The EU smells trouble and Trump in the US abortion fight – POLITICO

That explosive news That the US Supreme Court should reverse abortion rights greeted Europe’s eastern rim at dawn and echoed across the continent all day: Once again, America plunged into a partisan, inward-looking culture war on an issue that hung over most of the western world concerns considered as a private health matter.

Only this time it happened with a real war raging in Ukraine at a moment when the world, especially Europe, could hardly afford to distract Washington.

“My first thought was: Back to the Middle Ages,” said a senior government official from an Eastern European country, a woman who, like most officials and diplomats contacted for this article, spoke on condition of anonymity to avoid that transatlantic relations will be shaken up.

“Great day for far right in US and Eastern Europe; bleak day for women’s rights and progress,” the senior official said. “That’s the core message.” But the same official said she had contacts who were celebrating on social media, including one who wrote, “In that decision alone, having Trump as president has paid off.”

Sophie in ‘t Veld, a Liberal MEP, shared the news on her Twitter feed before most of her constituents had their first cup of coffee.

“Women’s rights thrown back a century”, in ‘t Veld wrote. “Conservative judges executing Trump’s agenda to restore patriarchy. And don’t be under any illusions: the anti-choice movement is also on the rise in Europe. Our hard-won rights must be vigorously defended!”

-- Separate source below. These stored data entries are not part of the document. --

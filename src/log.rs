//! In-page entry log backing the debug panel. Append-only: entries are
//! never reordered, deduplicated or capped.

use std::sync::{Arc, Mutex, OnceLock};

use crate::error::OverlayError;
use crate::render::{PanelSink, RenderedEntry};

static ENTRY_LOG: OnceLock<Arc<EntryLog>> = OnceLock::new();

/// The page-wide log the panel renders from.
pub fn entry_log() -> Arc<EntryLog> {
    Arc::clone(ENTRY_LOG.get_or_init(|| Arc::new(EntryLog::default())))
}

type ReadyCallback = Box<dyn FnOnce() + Send>;
type Watcher = Box<dyn Fn(usize) + Send + Sync>;

enum Readiness {
    Pending(Vec<ReadyCallback>),
    Ready,
}

impl Default for Readiness {
    fn default() -> Self {
        Readiness::Pending(Vec::new())
    }
}

#[derive(Default)]
pub struct EntryLog {
    entries: Mutex<Vec<RenderedEntry>>,
    readiness: Mutex<Readiness>,
    watcher: Mutex<Option<Watcher>>,
}

impl EntryLog {
    /// Snapshot of current entries for display.
    pub fn snapshot(&self) -> Vec<RenderedEntry> {
        self.entries.lock().map(|v| v.clone()).unwrap_or_default()
    }

    pub fn len(&self) -> usize {
        self.entries.lock().map(|v| v.len()).unwrap_or(0)
    }

    pub fn is_empty(&self) -> bool {
        self.len() == 0
    }

    /// User-initiated reset from the panel toolbar.
    pub fn clear(&self) {
        if let Ok(mut v) = self.entries.lock() {
            v.clear();
        }
        self.notify();
    }

    /// Called with the entry count after every change.
    pub fn watch(&self, watcher: impl Fn(usize) + Send + Sync + 'static) {
        if let Ok(mut slot) = self.watcher.lock() {
            *slot = Some(Box::new(watcher));
        }
    }

    /// Signals that the entry surface exists. Only the first call runs the
    /// pending callbacks.
    pub fn mark_ready(&self) {
        let callbacks = {
            let Ok(mut readiness) = self.readiness.lock() else {
                return;
            };
            match std::mem::replace(&mut *readiness, Readiness::Ready) {
                Readiness::Pending(callbacks) => callbacks,
                Readiness::Ready => return,
            }
        };
        for ready in callbacks {
            ready();
        }
    }

    pub fn is_ready(&self) -> bool {
        self.readiness
            .lock()
            .map(|r| matches!(*r, Readiness::Ready))
            .unwrap_or(false)
    }

    pub fn export_json(&self) -> Result<String, OverlayError> {
        Ok(serde_json::to_string_pretty(&self.snapshot())?)
    }

    fn notify(&self) {
        let count = self.len();
        if let Ok(watcher) = self.watcher.lock() {
            if let Some(watcher) = watcher.as_ref() {
                watcher(count);
            }
        }
    }
}

impl PanelSink for EntryLog {
    fn append_entry(&self, entry: RenderedEntry) {
        if let Ok(mut v) = self.entries.lock() {
            v.push(entry);
        }
        self.notify();
    }

    fn on_ready(&self, ready: Box<dyn FnOnce() + Send>) {
        let run_now = match self.readiness.lock() {
            Ok(mut readiness) => match &mut *readiness {
                Readiness::Pending(callbacks) => {
                    callbacks.push(ready);
                    None
                }
                Readiness::Ready => Some(ready),
            },
            Err(_) => None,
        };
        if let Some(ready) = run_now {
            ready();
        }
    }
}
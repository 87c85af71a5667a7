//! Failures raised inside the overlay. None of these ever reach host code:
//! [`crate::overlay::DebugOverlay`] turns them into reports instead.

use thiserror::Error;

use crate::model::LogKind;

#[derive(Debug, Error)]
pub enum OverlayError {
    /// An entry point could not be wrapped (e.g. the host sealed it).
    #[error("failed to intercept console.{kind}: {reason}")]
    Setup { kind: LogKind, reason: String },
    /// The source request completed with a non-success status.
    #[error("failed to fetch {url}: {status}")]
    Fetch { url: String, status: String },
    #[error("request to {url} failed: {source}")]
    Request {
        url: String,
        #[source]
        source: reqwest::Error,
    },
    #[error("failed to open source view: {0}")]
    Open(String),
    #[error("failed to export entries: {0}")]
    Export(#[from] serde_json::Error),
    #[error(transparent)]
    Io(#[from] std::io::Error),
}
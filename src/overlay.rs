//! Puts the pieces together: gate, interception, buffering, rendering and
//! the source viewer.

use std::sync::Arc;

use crate::config::{ActivationConfig, PageLocation};
use crate::console::{Console, HostConsole};
use crate::dispatch::Dispatcher;
use crate::error::OverlayError;
use crate::intercept;
use crate::model::{ErrorObject, LogKind, LogRecord};
use crate::render::{PanelSink, Renderer, SourceLink};
use crate::viewer::{SourceViewer, ViewOpener};

/// A global uncaught-error report, as delivered by the page's error event.
#[derive(Debug, Clone, Default, PartialEq)]
pub struct UncaughtError {
    pub message: String,
    pub source: Option<String>,
    pub line: Option<u32>,
    pub column: Option<u32>,
    pub error: Option<Arc<ErrorObject>>,
}

pub struct DebugOverlay {
    config: ActivationConfig,
    dispatcher: Arc<Dispatcher>,
    viewer: SourceViewer,
    original_error: Arc<dyn Console>,
}

impl DebugOverlay {
    /// Installs the overlay when `config` is active and returns `None`
    /// (leaving `host` and `panel` untouched) otherwise.
    ///
    /// Interception is wired immediately; records are buffered until
    /// `panel` reports ready. Entry points that refuse wrapping are
    /// reported once each and do not stop the rest of the install.
    pub fn install(
        config: ActivationConfig,
        location: &PageLocation,
        host: &HostConsole,
        panel: Arc<dyn PanelSink>,
        opener: Arc<dyn ViewOpener>,
    ) -> Option<Self> {
        if !config.active {
            return None;
        }
        Some(Self::install_with_viewer(
            config,
            location,
            host,
            panel,
            SourceViewer::new(opener),
        ))
    }

    pub(crate) fn install_with_viewer(
        config: ActivationConfig,
        location: &PageLocation,
        host: &HostConsole,
        panel: Arc<dyn PanelSink>,
        viewer: SourceViewer,
    ) -> Self {
        let renderer = Arc::new(Renderer::new(&config, location.origin.clone(), Arc::clone(&panel)));
        let dispatcher = Arc::new(Dispatcher::new(renderer));

        let interception = intercept::install(host, &dispatcher);
        let overlay = Self {
            config,
            dispatcher: Arc::clone(&dispatcher),
            viewer,
            original_error: interception.original_error,
        };
        for failure in &interception.failures {
            overlay.report_failure(failure);
        }

        panel.on_ready(Box::new(move || dispatcher.mark_ready()));
        tracing::info!(
            origin = %location.origin,
            native_links = config.open_links_natively,
            errors_only = config.errors_only,
            "debug overlay installed"
        );
        overlay
    }

    pub fn config(&self) -> &ActivationConfig {
        &self.config
    }

    pub fn is_ready(&self) -> bool {
        self.dispatcher.is_ready()
    }

    /// Opens a frame link. Failures are reported, never returned.
    pub async fn follow_link(&self, link: &SourceLink) {
        if let Err(err) = self.viewer.open(link).await {
            self.report_failure(&err);
        }
    }

    /// Reports through the untouched error channel and as a panel entry.
    pub fn report_failure(&self, err: &OverlayError) {
        let message = err.to_string();
        tracing::warn!(error = %message, "debug overlay failure");
        self.original_error.error(&[message.clone().into()]);
        self.dispatcher.dispatch(LogRecord::error_text(message));
    }

    /// Records an uncaught error. Without an error object one is built
    /// from the report's fields so its location still yields a frame.
    pub fn record_uncaught(&self, report: UncaughtError) {
        let error = report.error.unwrap_or_else(|| {
            Arc::new(ErrorObject {
                name: "Uncaught".to_string(),
                message: report.message.clone(),
                stack: None,
                file_name: report.source.clone(),
                line_number: report.line,
                column_number: report.column,
            })
        });
        self.dispatcher
            .dispatch(LogRecord::from_call(LogKind::Error, &[error.into()]));
    }
}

Not long after, the President of the European Parliament Roberta Metsola, a centre-right conservative from Malta, where abortion is illegal, gave an interview to French radio station RTL in which she insisted that the EU’s position in favor of abortion rights be clarified may be.

“We can discuss the US position,” Metsola said. “But here in Europe there is no discussion.”

In fact, there are still some very serious discussions about abortion in Europe.

Metsola’s own record of voting against abortion rights was the main controversy surrounding her candidacy for the leadership of Parliament. Metsola, a 43-year-old mother of four, partially sidestepped the issue by stressing that Brussels doesn’t set rules on abortion in the EU, where health policy is largely run by national governments.

There is also a fierce and divisive debate about abortion in Poland, where the government has enacted a near-total ban on abortion, with few exceptions in cases of rape, incest, or danger to the life of the mother. Poland’s abortion ban has created additional ones Complications for Ukrainian refugees fleeing war, including victims of sexual assault by Russian soldiers who cannot readily document reporting a crime.

Some officials in Europe were quick to condemn the upcoming US court decision and voiced their support for women’s rights.

“London stands with women in the United States today,” Mayor of the British capital Sadiq Khan said. tweeted early Tuesday. “Roe v Wade enshrined women’s fundamental rights to their own bodies and access to health care. This cannot and must not be reversed.”

For many EU officials and diplomats, the news from the Supreme Court was an alarming reminder not only of former President Donald Trump’s legacy in transforming the US judiciary, but also of the very real chance that he would return to the White House in 2025 could.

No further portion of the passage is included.